Oldest known Quran fragments found at UK university

Fragments believed to be the oldest surviving pages of the Muslim holy book the Quran have been discovered as part of a collection of Middle Eastern texts and documents at the University of Birmingham in England, according to various media reports.

The manuscript has been radiocarbon dating found the manuscript was at least 1,370 years old, which BBC News said would make it among the earliest in existence. The document was made of sheep or goat skin, and was found by Alba Fedeli, a Ph. D. researcher at the university.

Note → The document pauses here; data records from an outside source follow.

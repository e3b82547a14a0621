//! Tick Signals & Persistence
//!
//! A [`TickSignal`] is a boolean series keyed by unique, ascending tick
//! times. The [`PersistenceFilter`] debounces a raw signal: a tick is
//! persisted-true only when it and the `run_length - 1` ticks before it are
//! all true. The first `run_length - 1` ticks can never persist.

use crate::time::tick::Tick;
use serde::Serialize;

/// Boolean series over unique, ascending ticks
#[derive(Debug, Clone, Default, PartialEq, Serialize)]
pub struct TickSignal {
    points: Vec<(Tick, bool)>,
}

impl TickSignal {
    /// Wrap points that are already ascending and unique.
    ///
    /// Callers outside the crate go through [`TickSignal::from_points`].
    pub(crate) fn from_sorted_unique(points: Vec<(Tick, bool)>) -> Self {
        debug_assert!(points.windows(2).all(|w| w[0].0 < w[1].0));
        Self { points }
    }

    /// Sort points by time, keeping the first value seen for a repeated time.
    ///
    /// Returns the signal and how many repeated points were dropped.
    pub fn from_points(points: impl IntoIterator<Item = (Tick, bool)>) -> (Self, usize) {
        let mut points: Vec<(Tick, bool)> = points.into_iter().collect();
        let before = points.len();
        // Stable: the earliest input row wins among equal times
        points.sort_by(|a, b| a.0.cmp(&b.0));
        points.dedup_by(|later, earlier| later.0 == earlier.0);
        let dropped = before - points.len();
        (Self { points }, dropped)
    }

    /// Iterate `(time, value)` in ascending time order
    pub fn iter(&self) -> impl Iterator<Item = (Tick, bool)> + '_ {
        self.points.iter().copied()
    }

    /// Value at an exact time
    pub fn get(&self, t: Tick) -> Option<bool> {
        self.points
            .binary_search_by(|(time, _)| time.cmp(&t))
            .ok()
            .map(|idx| self.points[idx].1)
    }

    /// Number of ticks
    pub fn len(&self) -> usize {
        self.points.len()
    }

    /// Check if the signal has no ticks
    pub fn is_empty(&self) -> bool {
        self.points.is_empty()
    }

    /// Number of true ticks
    pub fn true_count(&self) -> usize {
        self.points.iter().filter(|(_, v)| *v).count()
    }

    /// Times at which the signal is true
    pub fn true_ticks(&self) -> Vec<Tick> {
        self.points.iter().filter(|(_, v)| *v).map(|(t, _)| *t).collect()
    }
}

/// Strict AND-over-window debouncer
#[derive(Debug, Clone, Copy, PartialEq, Eq)]
pub struct PersistenceFilter {
    /// Consecutive true ticks required
    pub run_length: usize,
}

impl PersistenceFilter {
    /// Create a filter requiring `run_length` consecutive true ticks.
    /// A run length of 0 behaves like 1.
    pub fn new(run_length: usize) -> Self {
        Self {
            run_length: run_length.max(1),
        }
    }

    /// Persist a raw signal.
    ///
    /// Keeps a trailing window of the last `run_length` ticks; a tick is
    /// true only when the window is full and every entry in it is true.
    pub fn apply(&self, raw: &TickSignal) -> TickSignal {
        let n = self.run_length.max(1);
        let values: Vec<bool> = raw.points.iter().map(|(_, v)| *v).collect();
        let mut window_sum = 0usize;

        let points = raw
            .points
            .iter()
            .enumerate()
            .map(|(i, (t, value))| {
                window_sum += usize::from(*value);
                if i >= n {
                    window_sum -= usize::from(values[i - n]);
                }
                let full = i + 1 >= n;
                (*t, full && window_sum == n)
            })
            .collect();

        TickSignal { points }
    }
}

#[cfg(test)]
mod tests {
    use super::*;

    fn signal(values: &[(f64, bool)]) -> TickSignal {
        TickSignal::from_sorted_unique(values.iter().map(|(t, v)| (Tick::new(*t), *v)).collect())
    }

    fn bools(values: &[u8]) -> TickSignal {
        signal(
            &values
                .iter()
                .enumerate()
                .map(|(i, v)| (i as f64, *v == 1))
                .collect::<Vec<_>>(),
        )
    }

    fn values(signal: &TickSignal) -> Vec<bool> {
        signal.iter().map(|(_, v)| v).collect()
    }

    #[test]
    fn test_run_of_three_with_two_tick_persistence() {
        let raw = signal(&[
            (0.0, false),
            (1.0, true),
            (2.0, true),
            (3.0, true),
            (4.0, false),
        ]);
        let persisted = PersistenceFilter::new(2).apply(&raw);
        let times: Vec<f64> = persisted.true_ticks().iter().map(|t| t.seconds()).collect();
        assert_eq!(times, vec![2.0, 3.0]);
    }

    #[test]
    fn test_leading_ticks_never_persist() {
        let raw = bools(&[1, 1, 1, 1]);
        let persisted = PersistenceFilter::new(3).apply(&raw);
        assert_eq!(values(&persisted), vec![false, false, true, true]);
    }

    #[test]
    fn test_single_false_resets() {
        let raw = bools(&[1, 1, 0, 1, 1, 1]);
        let persisted = PersistenceFilter::new(3).apply(&raw);
        assert_eq!(values(&persisted), vec![false, false, false, false, false, true]);
    }

    #[test]
    fn test_run_length_one_is_identity() {
        let raw = bools(&[0, 1, 0, 1, 1]);
        assert_eq!(PersistenceFilter::new(1).apply(&raw), raw);
        assert_eq!(PersistenceFilter::new(0).run_length, 1);
    }

    #[test]
    fn test_persisted_implies_window_true() {
        // Exhaustive over all 8-tick patterns
        for n in 1..=4 {
            let filter = PersistenceFilter::new(n);
            for mask in 0u32..256 {
                let raw_values: Vec<u8> = (0..8).map(|b| ((mask >> b) & 1) as u8).collect();
                let raw = bools(&raw_values);
                let persisted = values(&filter.apply(&raw));
                for (i, p) in persisted.iter().enumerate() {
                    let expected = i + 1 >= n && raw_values[i + 1 - n..=i].iter().all(|v| *v == 1);
                    assert_eq!(*p, expected, "n={} mask={:08b} i={}", n, mask, i);
                }
            }
        }
    }

    #[test]
    fn test_short_series() {
        let persisted = PersistenceFilter::new(2).apply(&bools(&[1]));
        assert_eq!(values(&persisted), vec![false]);
        assert!(PersistenceFilter::new(2).apply(&TickSignal::default()).is_empty());
    }

    #[test]
    fn test_from_points_sorts_and_dedups() {
        let (sig, dropped) = TickSignal::from_points(vec![
            (Tick::new(2.0), true),
            (Tick::new(1.0), false),
            (Tick::new(2.0), false),
        ]);
        assert_eq!(dropped, 1);
        assert_eq!(sig.len(), 2);
        assert_eq!(sig.get(Tick::new(1.0)), Some(false));
        assert_eq!(sig.get(Tick::new(2.0)), Some(true));
        assert_eq!(sig.get(Tick::new(3.0)), None);
    }

    #[test]
    fn test_true_count() {
        assert_eq!(bools(&[1, 0, 1, 1]).true_count(), 3);
    }
}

According to the New York Times, Fedeli was studying a text and found that two of its pages did not appear to have the same scripts as a similar, more recent Quranic manuscript. She convinced the university to have the document sent out for radiocarbon testing, which revealed that the text was old enough to have been transcribed by a contemporary of the Prophet Muhammad.

Susan Worrall, the university’s director of special collections, told BBC News that they never “in our wildest dreams” expected the document to be as old as it is. Dr. Muhammad Isa Waley of the British Library added that it was an “exciting discovery” that would make Muslims “rejoice.”

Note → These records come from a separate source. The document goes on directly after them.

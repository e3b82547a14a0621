//! # Crowd Anomaly
//!
//! Detects crowd disturbances (panic, gunshot-like scatter) in per-entity
//! positional telemetry by fusing two independent weak signals, then pulls
//! out the detailed records for the moments that fired.
//!
//! ## Overview
//!
//! Trigger A is kinematic surprise: each entity's constant-velocity
//! prediction error is compared with that entity's own high-percentile
//! residual, and a tick fires when enough of the population is surprised at
//! once. Trigger B is outward flow, either read from an external classifier
//! or derived by rule from movement statistics. Each trigger is debounced,
//! and a timestamp is anomalous only when both agree.
//!
//! ## Quick Start
//!
//! ```no_run
//! use crowd_anomaly::app::config::Config;
//! use crowd_anomaly::data::io;
//! use crowd_anomaly::workflow::{AnomalyPipeline, PipelineInputs};
//! use std::path::Path;
//!
//! let pipeline = AnomalyPipeline::new(Config::default())?;
//! let output = pipeline.run(PipelineInputs {
//!     trajectories: io::load_trajectories(Path::new("modelA_predictors.csv"))?,
//!     movement_stats: Some(io::load_movement_stats(Path::new("modelB_predictors.csv"))?),
//!     classifier: None,
//!     detail: io::load_table(Path::new("expanded_sim.csv"))?,
//! })?;
//!
//! println!("{} anomalous timestamps", output.detection.fusion.anomalies.len());
//! io::save_table(Path::new("anomaly.csv"), &output.extraction.table)?;
//! # Ok::<(), crowd_anomaly::Error>(())
//! ```
//!
//! ## Architecture
//!
//! - [`time`]: exact and fixed-precision tick keys
//! - [`data`]: input row types and CSV access
//! - [`analysis`]: residuals, per-entity thresholds, per-tick surprise
//! - [`signal`]: tick signals and the persistence filter
//! - [`trigger`]: Trigger B sources (classifier or rule)
//! - [`fusion`]: trigger fusion and event window extraction
//! - [`workflow`]: end-to-end pipeline and run report
//! - [`app`]: CLI and configuration management
//!
//! ## Data Flow
//!
//! ```text
//! trajectories ─▶ residuals ─▶ thresholds/surprise ─▶ raw A ─▶ persist ─┐
//!                                                                      ├─▶ fuse ─▶ extract
//! classifier output ──────────────────────────────────────────────────┤
//!   or movement stats ─▶ rule ─▶ raw B ─▶ persist ─────────────────────┘
//! ```

pub mod time;
pub mod data;
pub mod analysis;
pub mod signal;
pub mod trigger;
pub mod fusion;
pub mod workflow;
pub mod app;

// Re-export commonly used types
pub use data::types::{MovementStats, Table, TrajectorySample};
pub use fusion::engine::{AnomalyTimestampSet, FusedTrigger};
pub use signal::persistence::{PersistenceFilter, TickSignal};
pub use workflow::{AnomalyPipeline, PipelineInputs};

/// Result type alias for the detector
pub type Result<T> = std::result::Result<T, Error>;

/// Error types for the detector
#[derive(Debug, thiserror::Error)]
pub enum Error {
    #[error("Configuration error: {0}")]
    Config(String),

    #[error("Data error: {0}")]
    Data(String),

    #[error("IO error: {0}")]
    Io(#[from] std::io::Error),

    #[error("CSV error: {0}")]
    Csv(#[from] csv::Error),

    #[error("Serialization error: {0}")]
    Serialization(#[from] serde_json::Error),
}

Parchment dated to between AD 568 and 645

The pages discovered at the Birmingham library contained portions of what are now Chapters 18 and 20, the New York Times said, and consisted of a pair of parchment leaves that had mistakenly been found with leaves belonging to a similar manuscript. Radiocarbon analysis dated the pages to between AD 568 and 645 with a 95.4 percent accuracy, the university added.

They explained that the testing was conducted at a laboratory at the University of Oxford. This result places the leaves at around the same time as the Prophet Muhammad, who is believed to have lived between AD 570 and 632. The Birmingham researchers conclude that this is among the earliest written textual evidence of the Islamic holy book still in existence today.

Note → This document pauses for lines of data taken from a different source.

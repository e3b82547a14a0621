//! Workflow Module
//!
//! Orchestrates a complete detection run from loaded datasets to the
//! annotated event rows and run report.

pub mod pipeline;
pub mod report;

pub use pipeline::{AnomalyPipeline, Detection, PipelineInputs, PipelineOutput};
pub use report::DetectionReport;
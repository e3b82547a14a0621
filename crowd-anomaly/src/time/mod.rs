//! Time keys
//!
//! Exact and fixed-precision keys used to group, join and match ticks
//! across datasets.

pub mod tick;

pub use tick::{RoundedTime, Tick};
//! Trigger B sources
//!
//! Outward-flow behaviour, either read from an external classifier or
//! derived from movement statistics by rule.

pub mod secondary;

pub use secondary::{
    ExternalClassifierSource, RuleBasedSource, SecondaryTriggerSource, TriggerMode, TriggerSource,
};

“By separating the two leaves and analysing the parchment, we have brought to light an amazing find,” Worrall said, adding that the radiocarbon dating outcome “contributes significantly to our understanding of the earliest written copies of the Quran… We are thrilled that such an important historical document is here in Birmingham, the most culturally diverse city in the UK.”

Professor David Thomas, Professor of Christianity and Islam and Nadir Dinshaw Professor of Interreligious Relations at the university, added that the tests “yield the strong probability that the animal from which it was taken was alive during the lifetime of the Prophet Muhammad… This means that the parts of the Qur’an that are written on this parchment can, with a degree of confidence, be dated to less than two decades after Muhammad’s death.”